- **Prompt**
All that is wanted is the span of lines from the one with "return Err(ConfigError::NoElements);" to the last line of the data, copied exactly.

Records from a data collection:
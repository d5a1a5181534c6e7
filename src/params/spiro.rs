//! Spirograph element and envelope parameters.

use crate::error::ConfigError;

/// Smallest accepted angular resolution (brads per turn)
pub const MIN_ANGULAR_RESOLUTION: usize = 256;

/// Largest accepted element frequency; signed frequencies must fit in `i32`
pub const MAX_ELEMENT_FREQUENCY: u32 = i32::MAX as u32;

/// Harmonic bank configuration, immutable for the lifetime of a run
#[derive(Debug, Clone, PartialEq)]
pub struct SpiroConfig {
    /// Number of rotating circle elements summed into the curve (>= 1)
    pub element_count: usize,

    /// Number of elements whose envelopes share phase 0 (1..=element_count)
    pub envelopes_in_phase: usize,

    /// Highest absolute element frequency (multiples of the base circle)
    pub max_element_frequency: u32,

    /// Brads per full turn, also the number of points per frame.
    /// Must be a power of two so angles wrap with a bitmask.
    pub angular_resolution: usize,

    /// Envelope clock speed (fraction of a full envelope cycle per second)
    pub envelope_speed: f32,

    /// Overall curve size multiplier (1.0 fits the window height)
    pub amplitude_scale: f32,
}

impl Default for SpiroConfig {
    fn default() -> Self {
        Self {
            element_count: 5,
            envelopes_in_phase: 2,
            max_element_frequency: 8,
            angular_resolution: 1024,
            envelope_speed: 0.15,
            amplitude_scale: 1.0,
        }
    }
}

impl SpiroConfig {
    /// Radius shared by every element, in pixels.
    ///
    /// Chosen so that the staggered envelopes (which average half amplitude)
    /// plus the fully in-phase group roughly fill half the window height.
    pub fn element_radius(&self, window_height: u32) -> f32 {
        let staggered = (self.element_count - self.envelopes_in_phase + 1) as f32;
        let in_phase = (self.envelopes_in_phase - 1) as f32;
        self.amplitude_scale * 0.5 * window_height as f32 / (staggered * 0.5 + in_phase * 1.0)
    }

    /// Apply the lenient fix-ups for values that have an obvious meaning
    pub fn normalize(&mut self) {
        if self.envelopes_in_phase == 0 {
            self.envelopes_in_phase = 1;
        }
        if self.max_element_frequency == 0 {
            self.max_element_frequency = 1;
        }
    }

    /// Validate configuration (resolution must be power of 2, etc.)
    pub fn validate(&self) -> Result<(), ConfigError> {
        if self.element_count == 0 {
            return Err(ConfigError::NoElements);
        }
        if self.envelopes_in_phase == 0 || self.envelopes_in_phase > self.element_count {
            return Err(ConfigError::EnvelopesInPhase {
                in_phase: self.envelopes_in_phase,
                elements: self.element_count,
            });
        }
        if self.max_element_frequency == 0 || self.max_element_frequency > MAX_ELEMENT_FREQUENCY {
            return Err(ConfigError::MaxFrequency {
                frequency: self.max_element_frequency,
                max: MAX_ELEMENT_FREQUENCY,
            });
        }
        if !self.angular_resolution.is_power_of_two()
            || self.angular_resolution < MIN_ANGULAR_RESOLUTION
        {
            return Err(ConfigError::AngularResolution {
                resolution: self.angular_resolution,
                min: MIN_ANGULAR_RESOLUTION,
            });
        }
        if !self.envelope_speed.is_finite() || self.envelope_speed < 0.0 {
            return Err(ConfigError::EnvelopeSpeed(self.envelope_speed));
        }
        if !self.amplitude_scale.is_finite() {
            return Err(ConfigError::AmplitudeScale(self.amplitude_scale));
        }
        Ok(())
    }
}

- **Task result**
            return Err(ConfigError::NoElements);
        }
        if self.envelopes_in_phase == 0 || self.envelopes_in_phase > self.element_count {
            return Err(ConfigError::EnvelopesInPhase {
                in_phase: self.envelopes_in_phase,
                elements: self.element_count,
            });
        }
        if self.max_element_frequency == 0 || self.max_element_frequency > MAX_ELEMENT_FREQUENCY {
            return Err(ConfigError::MaxFrequency {
                frequency: self.max_element_frequency,
                max: MAX_ELEMENT_FREQUENCY,
            });
        }
        if !self.angular_resolution.is_power_of_two()
            || self.angular_resolution < MIN_ANGULAR_RESOLUTION
        {
            return Err(ConfigError::AngularResolution {
                resolution: self.angular_resolution,
                min: MIN_ANGULAR_RESOLUTION,
            });
        }
        if !self.envelope_speed.is_finite() || self.envelope_speed < 0.0 {
            return Err(ConfigError::EnvelopeSpeed(self.envelope_speed));
        }
        if !self.amplitude_scale.is_finite() {
            return Err(ConfigError::AmplitudeScale(self.amplitude_scale));
        }
        Ok(())
    }
}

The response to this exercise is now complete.